Il a ajouté qu’au-delà des attaques armées qui se sont produites dans des endroits divers du pays (London, Québec, Scarborough…), il convient de ne pas omettre les « agressions verbales et physiques », survenues de manière plus fréquente, et qui bien que moins médiatisées, elles restent tout de même révélatrices d’un état d’esprit et d’un état de fait.
« Ce qui est rassurant et apaisant tout de même, c’est que les dernières agressions n’ont pas fait de martyrs heureusement, mais il n’en demeure pas moins que c’est effrayant », a-t-il précisé.
Après avoir dressé le tableau assez sombre et cerné l’ampleur du fléau de l’islamophobie, nous tenterons de mesurer le degré d’efficacité de la réponse engagée par les autorités, aussi bien fédérales que provinciales, pour endiguer la hausse des actes islamophobes.
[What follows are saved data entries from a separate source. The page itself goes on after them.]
pub mod analyzer;
pub mod base;
pub mod data;
pub mod downloader;
pub mod mid;
pub mod parsers;
pub mod pipeline;
pub mod registrar;

// Re-export common types
pub use analyzer::ParserAnalyzer;
pub use base::{
    calculate_score_simple, Analyzer, CalculateScore, Counts, Downloader, ItemProcessor, Module,
    ModuleBase, ModuleHandle, ModuleSummary, Pipeline, ResponseParser,
};
pub use data::{Data, Item, Request, Response};
pub use downloader::HttpDownloader;
pub use mid::{Mid, ModuleType, SnGenerator};
pub use pipeline::ProcessorPipeline;
pub use registrar::Registrar;
use std::sync::atomic::{AtomicBool, Ordering};

use async_trait::async_trait;
use tracing::debug;

use crate::errors::{Error, Result};
use crate::module::base::{CalculateScore, ItemProcessor, Module, ModuleBase, Pipeline};
use crate::module::data::Item;
use crate::module::mid::{Mid, ModuleType};

/// Pipeline passing each item through its processors in order
pub struct ProcessorPipeline {
    base: ModuleBase,
    processors: Vec<ItemProcessor>,
    fail_fast: AtomicBool,
}

impl ProcessorPipeline {
    pub fn new(
        mid: Mid,
        processors: Vec<ItemProcessor>,
        score_calculator: Option<CalculateScore>,
    ) -> Result<Self> {
        let base = ModuleBase::new(mid, score_calculator)?;
        if base.module_type() != ModuleType::Pipeline {
            return Err(Error::illegal_parameter(format!(
                "not a pipeline ID: {}",
                base.id()
            )));
        }
        if processors.is_empty() {
            return Err(Error::illegal_parameter("empty item processor list"));
        }
        Ok(Self {
            base,
            processors,
            fail_fast: AtomicBool::new(false),
        })
    }
}

impl Module for ProcessorPipeline {
    fn base(&self) -> &ModuleBase {
        &self.base
    }
}

#[async_trait]
impl Pipeline for ProcessorPipeline {
    fn processors(&self) -> Vec<ItemProcessor> {
        self.processors.clone()
    }

    fn fail_fast(&self) -> bool {
        self.fail_fast.load(Ordering::Acquire)
    }

    fn set_fail_fast(&self, fail_fast: bool) {
        self.fail_fast.store(fail_fast, Ordering::Release);
    }

    async fn send(&self, item: Item) -> Vec<Error> {
        let _handling = self.base.start_handling();
        self.base.incr_called();
        self.base.incr_accepted();

        let mut errors = Vec::new();
        let mut current = item;
        for (index, processor) in self.processors.iter().enumerate() {
            // A failing processor leaves the item as it was
            match processor(current.clone()) {
                Ok(processed) => current = processed,
                Err(e) => {
                    debug!(processor = index, "Item processor failed: {}", e);
                    errors.push(e);
                    if self.fail_fast() {
                        break;
                    }
                }
            }
        }

        if errors.is_empty() {
            self.base.incr_completed();
        }
        errors
    }
}

#[cfg(test)]
mod tests {
    use std::sync::atomic::AtomicUsize;
    use std::sync::Arc;

    use super::*;

    fn counting(counter: Arc<AtomicUsize>) -> ItemProcessor {
        Arc::new(move |item: Item| -> Result<Item> {
            counter.fetch_add(1, Ordering::SeqCst);
            Ok(item)
        })
    }

    fn failing() -> ItemProcessor {
        Arc::new(|_item: Item| -> Result<Item> { Err(Error::illegal_parameter("rejected item")) })
    }

    #[test]
    fn test_requires_processors() {
        assert!(ProcessorPipeline::new(Mid::from("P1"), Vec::new(), None).is_err());
    }

    #[tokio::test]
    async fn test_processors_run_in_order() {
        let add_tag: ItemProcessor = Arc::new(|mut item: Item| -> Result<Item> {
            item.insert("tag".into(), "seen".into());
            Ok(item)
        });
        let check_tag: ItemProcessor = Arc::new(|item: Item| -> Result<Item> {
            if item.contains_key("tag") {
                Ok(item)
            } else {
                Err(Error::illegal_parameter("missing tag"))
            }
        });
        let pipeline = ProcessorPipeline::new(Mid::from("P1"), vec![add_tag, check_tag], None).unwrap();

        assert!(pipeline.send(Item::new()).await.is_empty());
        assert_eq!(pipeline.counts().completed, 1);
    }

    #[tokio::test]
    async fn test_fail_fast_stops_remaining_processors() {
        let counter = Arc::new(AtomicUsize::new(0));
        let pipeline = ProcessorPipeline::new(
            Mid::from("P1"),
            vec![failing(), counting(counter.clone())],
            None,
        )
        .unwrap();

        assert_eq!(pipeline.send(Item::new()).await.len(), 1);
        assert_eq!(counter.load(Ordering::SeqCst), 1);

        pipeline.set_fail_fast(true);
        assert!(pipeline.fail_fast());
        assert_eq!(pipeline.send(Item::new()).await.len(), 1);
        assert_eq!(counter.load(Ordering::SeqCst), 1);
        assert_eq!(pipeline.counts().completed, 0);
    }
}
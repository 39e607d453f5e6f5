use serde::Serialize;

use crate::crawler::args::{DataArgs, ModuleArgsSummary, RequestArgs};
use crate::crawler::status::Status;
use crate::module::{ModuleSummary, ModuleType, Registrar};
use crate::storage::Pool;

/// Occupancy of one buffer pool
#[derive(Debug, Clone, Copy, Default, PartialEq, Eq, Serialize)]
pub struct PoolSummary {
    pub buffer_cap: u32,
    pub max_buffer_number: u32,
    pub buffer_number: u32,
    pub total: u64,
}

impl PoolSummary {
    pub fn of<T>(pool: &Pool<T>) -> Self {
        Self {
            buffer_cap: pool.buffer_cap(),
            max_buffer_number: pool.max_buffer_number(),
            buffer_number: pool.buffer_number(),
            total: pool.total(),
        }
    }
}

/// Registered modules, by category, sorted by ID
#[derive(Debug, Clone, Default, PartialEq, Eq, Serialize)]
pub struct ModulesSummary {
    pub downloaders: Vec<ModuleSummary>,
    pub analyzers: Vec<ModuleSummary>,
    pub pipelines: Vec<ModuleSummary>,
}

impl ModulesSummary {
    pub fn of(registrar: &Registrar) -> Self {
        let collect = |module_type: ModuleType| {
            let mut summaries: Vec<ModuleSummary> = registrar
                .get_all_by_type(module_type)
                .map(|modules| modules.values().map(|m| m.base().summary()).collect())
                .unwrap_or_default();
            summaries.sort_by(|a, b| a.id.as_str().cmp(b.id.as_str()));
            summaries
        };

        Self {
            downloaders: collect(ModuleType::Downloader),
            analyzers: collect(ModuleType::Analyzer),
            pipelines: collect(ModuleType::Pipeline),
        }
    }
}

/// Point-in-time view of a scheduler
#[derive(Debug, Clone, Default, PartialEq, Eq, Serialize)]
pub struct SchedSummary {
    pub status: Status,
    pub request_args: Option<RequestArgs>,
    pub data_args: Option<DataArgs>,
    pub module_args: Option<ModuleArgsSummary>,
    pub modules: ModulesSummary,
    pub request_pool: PoolSummary,
    pub response_pool: PoolSummary,
    pub item_pool: PoolSummary,
    pub error_pool: PoolSummary,
    /// Distinct URLs admitted into the request pool
    pub num_urls: usize,
}

impl SchedSummary {
    pub fn to_json(&self) -> serde_json::Result<String> {
        serde_json::to_string_pretty(self)
    }
}

#[cfg(test)]
mod tests {
    use super::*;

    #[tokio::test]
    async fn test_pool_summary() {
        let pool: Pool<u32> = Pool::new(4, 2).unwrap();
        pool.put(1).await.unwrap();

        let summary = PoolSummary::of(&pool);
        assert_eq!(
            summary,
            PoolSummary {
                buffer_cap: 4,
                max_buffer_number: 2,
                buffer_number: 1,
                total: 1,
            }
        );
    }

    #[test]
    fn test_summary_json() {
        let summary = SchedSummary::default();
        let json = summary.to_json().unwrap();
        assert!(json.contains("\"status\": \"uninitialized\""));
        assert!(json.contains("\"num_urls\": 0"));
    }
}
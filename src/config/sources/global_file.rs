//! Global config file: $XDG_CONFIG_HOME/pagetree/config.toml

use crate::config::xdg;
use config::builder::DefaultState;
use config::{ConfigBuilder, ConfigError, File};

/// Add the global config file to builder when one can be located.
pub fn add_to_builder(
    builder: ConfigBuilder<DefaultState>,
) -> Result<ConfigBuilder<DefaultState>, ConfigError> {
    match xdg::config_home() {
        Ok(config_home) => {
            let path = config_home.join("pagetree").join("config.toml");
            Ok(builder.add_source(File::from(path).required(false)))
        }
        Err(e) => {
            tracing::debug!("Skipping global config file: {}", e);
            Ok(builder)
        }
    }
}
//! Tree node validation owned by the store.
//!
//! Checks the shape of a node only. Parent consistency is a caller precondition.

use super::{NewTreeNode, TreeNode};
use crate::error::ValidationError;
use crate::tree::path::{depth_of, validate_path};
use crate::types::LocaleCode;

/// A new node whose required fields have been checked.
#[derive(Debug, Clone)]
pub(crate) struct ValidatedNode {
    pub path: String,
    pub depth: u32,
    pub title: String,
    pub locale_code: LocaleCode,
}

/// Validate required fields of a node before insert.
pub(crate) fn validate_new_node(node: &NewTreeNode) -> Result<ValidatedNode, ValidationError> {
    let path = node
        .path
        .as_ref()
        .ok_or(ValidationError::MissingField("path"))?;
    let title = node
        .title
        .as_ref()
        .ok_or(ValidationError::MissingField("title"))?;
    let depth = node.depth.ok_or(ValidationError::MissingField("depth"))?;
    let locale_code = node
        .locale_code
        .as_ref()
        .ok_or(ValidationError::MissingField("locale_code"))?;

    validate_shape(path, depth, title, locale_code)?;

    Ok(ValidatedNode {
        path: path.clone(),
        depth,
        title: title.clone(),
        locale_code: locale_code.clone(),
    })
}

/// Validate an existing node before update.
pub(crate) fn validate_node(node: &TreeNode) -> Result<(), ValidationError> {
    validate_shape(&node.path, node.depth, &node.title, &node.locale_code)
}

fn validate_shape(
    path: &str,
    depth: u32,
    title: &str,
    locale_code: &LocaleCode,
) -> Result<(), ValidationError> {
    validate_path(path)?;

    let expected = depth_of(path);
    if depth != expected {
        return Err(ValidationError::DepthMismatch {
            path: path.to_string(),
            depth,
            expected,
        });
    }

    if title.trim().is_empty() {
        return Err(ValidationError::EmptyTitle);
    }

    let code = locale_code.as_str();
    if code.is_empty() || code.contains('\0') {
        return Err(ValidationError::InvalidLocale(code.to_string()));
    }

    Ok(())
}

/// Empty namespaces mean public.
pub(crate) fn normalize_private_ns(ns: Option<String>) -> Option<String> {
    ns.filter(|ns| !ns.is_empty())
}
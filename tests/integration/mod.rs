//! Integration tests for the page tree index

mod node_lifecycle;
mod site_open;
mod subtree_properties;
mod subtree_resolution;
mod support;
- Réaction des autorités : Belles paroles, bonnes intentions et gestes symbolique…en attendant les lois


A la suite de chaque attaque islamophobe, notamment, celles qui ont fait des morts, les condamnations sans équivoque et sans appel pleuvent et pullulent, notamment au plan fédéral.
Le Premier ministre, Justin Trudeau, n’a d’ailleurs jamais raté une occasion pour exprimer son indignation et sa condamnation de tout acte lâche ciblant la Communauté musulmane et afficher sa solidarité.
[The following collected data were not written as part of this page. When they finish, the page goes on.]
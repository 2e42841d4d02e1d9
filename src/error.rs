//! Error types for the page tree index.

use crate::types::NodeId;
use thiserror::Error;

/// Failures coming from the durable storage layer
#[derive(Debug, Error)]
pub enum StorageError {
    #[error("IO error: {0}")]
    IoError(#[from] std::io::Error),

    #[error("Database error: {0}")]
    Database(#[from] sled::Error),

    #[error("Serialization error: {0}")]
    Serialization(String),

    #[error("Path '{path}' is already indexed for locale '{locale}'")]
    PathConflict { locale: String, path: String },

    #[error("Tree node not found: {0}")]
    NodeNotFound(NodeId),

    #[error("Corrupt index entry: {0}")]
    CorruptIndex(String),
}

impl From<bincode::Error> for StorageError {
    fn from(err: bincode::Error) -> Self {
        StorageError::Serialization(err.to_string())
    }
}

/// A tree node that cannot be written as given
#[derive(Debug, Clone, PartialEq, Eq, Error)]
pub enum ValidationError {
    #[error("Missing required field: {0}")]
    MissingField(&'static str),

    #[error("Title cannot be empty")]
    EmptyTitle,

    #[error("Invalid path '{path}': {reason}")]
    InvalidPath { path: String, reason: &'static str },

    #[error("Depth {depth} does not match path '{path}' (expected {expected})")]
    DepthMismatch {
        path: String,
        depth: u32,
        expected: u32,
    },

    #[error("Invalid locale code '{0}'")]
    InvalidLocale(String),
}

/// Top-level error surfaced by the page tree API
#[derive(Debug, Error)]
pub enum ApiError {
    #[error("Validation failed: {0}")]
    Validation(#[from] ValidationError),

    #[error("Storage error: {0}")]
    StorageError(#[from] StorageError),

    #[error("Configuration error: {0}")]
    ConfigError(String),
}

impl From<config::ConfigError> for ApiError {
    fn from(err: config::ConfigError) -> Self {
        ApiError::ConfigError(err.to_string())
    }
}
De même, le Premier ministre fédéral, en poste depuis novembre 2015, salue lors de ses traditionnelles et symboliques allocutions prononcées, à l’occasion du mois sacré du Ramadan ou des Fêtes de l’Aid al-Fitr et de l’Aid al-Idha, « les contributions extraordinaires des Canadiens musulmans » au sein de la société.
Dans son dernier message prononcé à l’occasion de l’avènement du présent mois béni du Ramadan, Trudeau est allé jusqu’à dire que « chaque jour, les Musulmans canadiens enrichissent le Canada en pratiquant la zakat pour redonner aux moins fortunés, en faisant du bénévolat pour des causes importantes et en posant de nombreux gestes bienveillants envers leurs communautés et leurs voisins ».
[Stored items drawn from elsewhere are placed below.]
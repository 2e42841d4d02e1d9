use crate::support::{add, create_test_api, row_paths};
use pagetree::{FetchTreeOptions, NodeKind, NewTreeNode, PageId};

#[test]
fn leaf_path_returns_whole_branch_excluding_other_roots() {
    let (api, _temp) = create_test_api();
    for path in ["docs", "docs/install", "docs/install/linux", "blog"] {
        add(&api, "en", path);
    }

    let rows = api
        .fetch_tree(&FetchTreeOptions::new("docs/install/linux"))
        .unwrap();
    assert_eq!(
        row_paths(&rows),
        vec!["docs", "docs/install", "docs/install/linux"]
    );
}

#[test]
fn any_path_in_branch_yields_the_same_rows() {
    let (api, _temp) = create_test_api();
    for path in ["docs", "docs/guides", "docs/install", "docs/install/linux", "blog"] {
        add(&api, "en", path);
    }

    let from_root = api.fetch_tree(&FetchTreeOptions::new("docs")).unwrap();
    let from_leaf = api
        .fetch_tree(&FetchTreeOptions::new("docs/install/linux"))
        .unwrap();
    let from_missing = api
        .fetch_tree(&FetchTreeOptions::new("docs/not/indexed"))
        .unwrap();

    assert_eq!(
        row_paths(&from_root),
        vec!["docs", "docs/guides", "docs/install", "docs/install/linux"]
    );
    assert_eq!(from_root, from_leaf);
    assert_eq!(from_root, from_missing);
}

#[test]
fn root_node_is_the_only_parentless_row() {
    let (api, _temp) = create_test_api();
    let docs = add(&api, "en", "docs");
    add(&api, "en", "docs/install");
    add(&api, "en", "docs/install/linux");

    let rows = api.fetch_tree(&FetchTreeOptions::new("docs/install")).unwrap();
    let roots: Vec<_> = rows.iter().filter(|r| r.parent.is_none()).collect();
    assert_eq!(roots.len(), 1);
    assert_eq!(roots[0].id, docs.id);
    assert_eq!(roots[0].depth, 0);
    for row in &rows[1..] {
        assert!(rows.iter().any(|p| Some(p.id) == row.parent));
    }
}

#[test]
fn rows_carry_privacy_folder_and_page_columns() {
    let (api, _temp) = create_test_api();
    let docs = api
        .create_node(NewTreeNode::new("en", "docs", "Docs").folder())
        .unwrap();
    api.create_node(
        NewTreeNode::new("en", "docs/internal", "Internal")
            .with_parent(docs.id)
            .with_page(PageId(42))
            .private_to("staff"),
    )
    .unwrap();

    let rows = api.fetch_tree(&FetchTreeOptions::new("docs")).unwrap();
    assert_eq!(rows.len(), 2);

    assert_eq!(rows[0].kind(), NodeKind::Folder);
    assert_eq!(rows[0].page_id, None);
    assert!(!rows[0].is_private);

    assert_eq!(rows[1].title, "Internal");
    assert_eq!(rows[1].kind(), NodeKind::Page);
    assert_eq!(rows[1].page_id, Some(PageId(42)));
    assert!(rows[1].is_private);
    assert_eq!(rows[1].private_ns.as_deref(), Some("staff"));
    assert_eq!(rows[1].locale_code.as_str(), "en");
}

#[test]
fn locale_option_scopes_rows() {
    let (api, _temp) = create_test_api();
    for path in ["docs", "docs/install"] {
        add(&api, "en", path);
    }
    for path in ["docs", "docs/installer", "docs/installer/windows"] {
        add(&api, "de", path);
    }

    let de = api
        .fetch_tree(&FetchTreeOptions::new("docs/installer").in_locale("de"))
        .unwrap();
    assert_eq!(
        row_paths(&de),
        vec!["docs", "docs/installer", "docs/installer/windows"]
    );
    assert!(de.iter().all(|r| r.locale_code.as_str() == "de"));

    let all = api.fetch_tree(&FetchTreeOptions::new("docs")).unwrap();
    assert_eq!(all.len(), 5);
    assert!(all.windows(2).all(|w| w[0].path <= w[1].path));
}

#[test]
fn unknown_root_and_leading_slash_return_nothing() {
    let (api, _temp) = create_test_api();
    add(&api, "en", "docs");

    assert!(api
        .fetch_tree(&FetchTreeOptions::new("wiki/page"))
        .unwrap()
        .is_empty());
    assert!(api
        .fetch_tree(&FetchTreeOptions::new("/docs"))
        .unwrap()
        .is_empty());
    assert!(api.fetch_tree(&FetchTreeOptions::new("")).unwrap().is_empty());
}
De plus, et toujours sur le plan fédéral, le Canada a organisé, en juillet dernier, un « Sommet national d’urgence sur l'islamophobie », à l’occasion duquel Trudeau a souligné sans ambages que « l’islamophobie n’a pas sa place au Canada ».
Au niveau provincial néanmoins, et même si les condamnations sont unanimes, il n’en demeure pas moins qu’elles sont nuancées.
A titre d’exemple, dans la province francophone du Québec (deuxième plus importante des dix provinces du pays), la reconnaissance mitigée, par les autorités, voire le déni de l’existence du racisme systémique provoque des remous au sein de la Société civile et des personnalités influentes et représentativités, porte-voix de la communauté musulmane.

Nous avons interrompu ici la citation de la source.